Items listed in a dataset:
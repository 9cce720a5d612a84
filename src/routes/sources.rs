//! # 읽을거리(Source) 라우트 핸들러
//!
//! ## 엔드포인트
//! - `GET    /api/v1/sources`                 → 목록 (`?source_type=book&is_read=false`)
//! - `POST   /api/v1/sources`                 → 생성
//! - `GET    /api/v1/sources/{id}`            → 단일 조회
//! - `PATCH  /api/v1/sources/{id}`            → 부분 수정
//! - `DELETE /api/v1/sources/{id}`            → 삭제 (하이라이트와 복습 카드도 함께 삭제)
//! - `PUT    /api/v1/sources/{id}/progress`   → 읽기 진행률 기록 `{ "position": 42.5 }`
//! - `PUT    /api/v1/sources/{id}/read`       → 읽음 표시 `{ "is_read": true }`
//! - `GET    /api/v1/sources/{id}/highlights` → 이 자료의 하이라이트 목록

use crate::{db, error::AppError, models::*, routes::AppState};
use axum::{
    extract::{Path, Query, State},
    http::StatusCode,
    Json,
};
use serde_json::{json, Value};

/// `GET /sources` → `{ "sources": [...] }` (최근 수정순)
pub async fn list_sources(
    State(state): State<AppState>,
    Query(filters): Query<SourceFilters>,
) -> Result<Json<Value>, AppError> {
    let sources = db::list_sources(&state.pool, &filters).await?;
    Ok(Json(json!({ "sources": sources })))
}

/// `POST /sources`
pub async fn create_source(
    State(state): State<AppState>,
    Json(req): Json<CreateSourceRequest>,
) -> Result<Json<Source>, AppError> {
    let source = db::create_source(&state.pool, &req).await?;
    Ok(Json(source))
}

/// `GET /sources/{id}`
pub async fn get_source(
    State(state): State<AppState>,
    Path(id): Path<String>,
) -> Result<Json<Source>, AppError> {
    let source = db::get_source(&state.pool, &id)
        .await?
        .ok_or_else(|| AppError::not_found("Source not found"))?;
    Ok(Json(source))
}

/// `PATCH /sources/{id}`
pub async fn update_source(
    State(state): State<AppState>,
    Path(id): Path<String>,
    Json(req): Json<UpdateSourceRequest>,
) -> Result<Json<Source>, AppError> {
    let source = db::update_source(&state.pool, &id, &req)
        .await?
        .ok_or_else(|| AppError::not_found("Source not found"))?;
    Ok(Json(source))
}

/// `DELETE /sources/{id}` → `204 No Content`
pub async fn delete_source(
    State(state): State<AppState>,
    Path(id): Path<String>,
) -> Result<StatusCode, AppError> {
    if !db::delete_source(&state.pool, &id).await? {
        return Err(AppError::not_found("Source not found"));
    }
    tracing::info!(source_id = %id, "Source deleted");
    Ok(StatusCode::NO_CONTENT)
}

/// `PUT /sources/{id}/progress` — 복습 카드에는 영향을 주지 않습니다.
pub async fn update_reading_progress(
    State(state): State<AppState>,
    Path(id): Path<String>,
    Json(req): Json<ReadingProgressRequest>,
) -> Result<Json<Source>, AppError> {
    let source = db::update_reading_progress(&state.pool, &id, req.position)
        .await?
        .ok_or_else(|| AppError::not_found("Source not found"))?;
    Ok(Json(source))
}

/// `PUT /sources/{id}/read`
pub async fn mark_as_read(
    State(state): State<AppState>,
    Path(id): Path<String>,
    Json(req): Json<MarkReadRequest>,
) -> Result<Json<Source>, AppError> {
    let source = db::mark_as_read(&state.pool, &id, req.is_read)
        .await?
        .ok_or_else(|| AppError::not_found("Source not found"))?;
    Ok(Json(source))
}

/// `GET /sources/{id}/highlights?limit=&offset=` → `{ "highlights": [...] }`
///
/// 한 페이지는 최대 200개이며, 더 있으면 `offset`으로 이어서 요청합니다.
pub async fn list_source_highlights(
    State(state): State<AppState>,
    Path(id): Path<String>,
    Query(page): Query<PageQuery>,
) -> Result<Json<Value>, AppError> {
    // 자료가 없으면 빈 목록 대신 404
    let _ = db::get_source(&state.pool, &id)
        .await?
        .ok_or_else(|| AppError::not_found("Source not found"))?;

    let highlights = db::list_source_highlights(&state.pool, &id, &page).await?;
    Ok(Json(json!({ "highlights": highlights })))
}
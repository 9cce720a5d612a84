//! # 태그 모델 정의
//!
//! 태그(Tag) 시스템에서 사용하는 데이터 구조체들을 정의합니다.
//! 태그는 하이라이트를 분류하고 검색하기 위한 라벨입니다.
//!
//! ## 구조체 역할
//! - `Tag`: 데이터베이스에 저장된 태그를 표현 (응답용)
//! - `CreateTagRequest`: 새 태그 생성 시 클라이언트가 보내는 JSON 본문
//! - `UpdateTagRequest`: 태그 수정 시 클라이언트가 보내는 JSON 본문
//!
//! 하이라이트에 태그를 붙이는 것은 하이라이트 생성/수정 요청의 `tag_ids`로 처리합니다.

use serde::{Deserialize, Serialize};

/// 태그 엔티티 — DB의 `tags` 테이블 한 행(row)에 대응합니다.
#[derive(Debug, Clone, PartialEq, Serialize, Deserialize, sqlx::FromRow)]
pub struct Tag {
    /// 태그 고유 식별자 (UUIDv7 형식 문자열)
    pub id: String,
    /// 태그 이름 (예: "철학", "다시 읽기"). 이름은 중복될 수 없습니다.
    pub name: String,
    /// 태그 색상 코드 (예: "#FF5733")
    pub color: Option<String>,
}

/// 태그 생성 요청 — `POST /api/v1/tags`의 요청 본문(body)에 해당합니다.
#[derive(Debug, Deserialize)]
pub struct CreateTagRequest {
    /// 생성할 태그 이름 (필수)
    pub name: String,
    /// 태그 색상 코드 (선택)
    pub color: Option<String>,
}

/// 태그 수정 요청 — `PATCH /api/v1/tags/{id}`의 요청 본문에 해당합니다.
///
/// 모든 필드가 Option인 이유: PATCH는 부분 업데이트(partial update)를 의미합니다.
#[derive(Debug, Deserialize)]
pub struct UpdateTagRequest {
    /// 변경할 태그 이름 (None이면 변경하지 않음)
    pub name: Option<String>,
    /// 변경할 태그 색상 (None이면 변경하지 않음)
    pub color: Option<String>,
}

EXERCISE> Provide a faithful, complete copy of the entries above.

EXPECTED ANSWER>
repository 9cce720a5d612a84
filename src/routes/sources.rs
//! # 읽을거리(Source) 라우트 핸들러
//!
//! ## 엔드포인트
//! - `GET    /api/v1/sources`                 → 목록 (`?source_type=book&is_read=false`)
//! - `POST   /api/v1/sources`                 → 생성
//! - `GET    /api/v1/sources/{id}`            → 단일 조회
//! - `PATCH  /api/v1/sources/{id}`            → 부분 수정
//! - `DELETE /api/v1/sources/{id}`            → 삭제 (하이라이트와 복습 카드도 함께 삭제)
//! - `PUT    /api/v1/sources/{id}/progress`   → 읽기 진행률 기록 `{ "position": 42.5 }`
//! - `PUT    /api/v1/sources/{id}/read`       → 읽음 표시 `{ "is_read": true }`
//! - `GET    /api/v1/sources/{id}/highlights` → 이 자료의 하이라이트 목록

use crate::{db, error::AppError, models::*, routes::AppState};
use axum::{
    extract::{Path, Query, State},
    http::StatusCode,
    Json,
};
use serde_json::{json, Value};

/// `GET /sources` → `{ "sources": [...] }` (최근 수정순)
pub async fn list_sources(
    State(state): State<AppState>,
    Query(filters): Query<SourceFilters>,
) -> Result<Json<Value>, AppError> {
    let sources = db::list_sources(&state.pool, &filters).await?;
    Ok(Json(json!({ "sources": sources })))
}

/// `POST /sources`
pub async fn create_source(
    State(state): State<AppState>,
    Json(req): Json<CreateSourceRequest>,
) -> Result<Json<Source>, AppError> {
    let source = db::create_source(&state.pool, &req).await?;
    Ok(Json(source))
}

/// `GET /sources/{id}`
pub async fn get_source(
    State(state): State<AppState>,
    Path(id): Path<String>,
) -> Result<Json<Source>, AppError> {
    let source = db::get_source(&state.pool, &id)
        .await?
        .ok_or_else(|| AppError::not_found("Source not found"))?;
    Ok(Json(source))
}

/// `PATCH /sources/{id}`
pub async fn update_source(
    State(state): State<AppState>,
    Path(id): Path<String>,
    Json(req): Json<UpdateSourceRequest>,
) -> Result<Json<Source>, AppError> {
    let source = db::update_source(&state.pool, &id, &req)
        .await?
        .ok_or_else(|| AppError::not_found("Source not found"))?;
    Ok(Json(source))
}

/// `DELETE /sources/{id}` → `204 No Content`
pub async fn delete_source(
    State(state): State<AppState>,
    Path(id): Path<String>,
) -> Result<StatusCode, AppError> {
    if !db::delete_source(&state.pool, &id).await? {
        return Err(AppError::not_found("Source not found"));
    }
    tracing::info!(source_id = %id, "Source deleted");
    Ok(StatusCode::NO_CONTENT)
}

/// `PUT /sources/{id}/progress` — 복습 카드에는 영향을 주지 않습니다.
pub async fn update_reading_progress(
    State(state): State<AppState>,
    Path(id): Path<String>,
    Json(req): Json<ReadingProgressRequest>,
) -> Result<Json<Source>, AppError> {
    let source = db::update_reading_progress(&state.pool, &id, req.position)
        .await?
        .ok_or_else(|| AppError::not_found("Source not found"))?;
    Ok(Json(source))
}

/// `PUT /sources/{id}/read`
pub async fn mark_as_read(
    State(state): State<AppState>,
    Path(id): Path<String>,
    Json(req): Json<MarkReadRequest>,
) -> Result<Json<Source>, AppError> {
    let source = db::mark_as_read(&state.pool, &id, req.is_read)
        .await?
        .ok_or_else(|| AppError::not_found("Source not found"))?;
    Ok(Json(source))
}

/// `GET /sources/{id}/highlights?limit=&offset=` → `{ "highlights": [...] }`
///
/// 한 페이지는 최대 200개이며, 더 있으면 `offset`으로 이어서 요청합니다.
pub async fn list_source_highlights(
    State(state): State<AppState>,
    Path(id): Path<String>,
    Query(page): Query<PageQuery>,
) -> Result<Json<Value>, AppError> {
    // 자료가 없으면 빈 목록 대신 404
    let _ = db::get_source(&state.pool, &id)
        .await?
        .ok_or_else(|| AppError::not_found("Source not found"))?;

    let highlights = db::list_source_highlights(&state.pool, &id, &page).await?;
    Ok(Json(json!({ "highlights": highlights })))
}
repository 9cce720a5d612a84
//! # 태그 모델 정의
//!
//! 태그(Tag) 시스템에서 사용하는 데이터 구조체들을 정의합니다.
//! 태그는 하이라이트를 분류하고 검색하기 위한 라벨입니다.
//!
//! ## 구조체 역할
//! - `Tag`: 데이터베이스에 저장된 태그를 표현 (응답용)
//! - `CreateTagRequest`: 새 태그 생성 시 클라이언트가 보내는 JSON 본문
//! - `UpdateTagRequest`: 태그 수정 시 클라이언트가 보내는 JSON 본문
//!
//! 하이라이트에 태그를 붙이는 것은 하이라이트 생성/수정 요청의 `tag_ids`로 처리합니다.

use serde::{Deserialize, Serialize};

/// 태그 엔티티 — DB의 `tags` 테이블 한 행(row)에 대응합니다.
#[derive(Debug, Clone, PartialEq, Serialize, Deserialize, sqlx::FromRow)]
pub struct Tag {
    /// 태그 고유 식별자 (UUIDv7 형식 문자열)
    pub id: String,
    /// 태그 이름 (예: "철학", "다시 읽기"). 이름은 중복될 수 없습니다.
    pub name: String,
    /// 태그 색상 코드 (예: "#FF5733")
    pub color: Option<String>,
}

/// 태그 생성 요청 — `POST /api/v1/tags`의 요청 본문(body)에 해당합니다.
#[derive(Debug, Deserialize)]
pub struct CreateTagRequest {
    /// 생성할 태그 이름 (필수)
    pub name: String,
    /// 태그 색상 코드 (선택)
    pub color: Option<String>,
}

/// 태그 수정 요청 — `PATCH /api/v1/tags/{id}`의 요청 본문에 해당합니다.
///
/// 모든 필드가 Option인 이유: PATCH는 부분 업데이트(partial update)를 의미합니다.
#[derive(Debug, Deserialize)]
pub struct UpdateTagRequest {
    /// 변경할 태그 이름 (None이면 변경하지 않음)
    pub name: Option<String>,
    /// 변경할 태그 색상 (None이면 변경하지 않음)
    pub color: Option<String>,
}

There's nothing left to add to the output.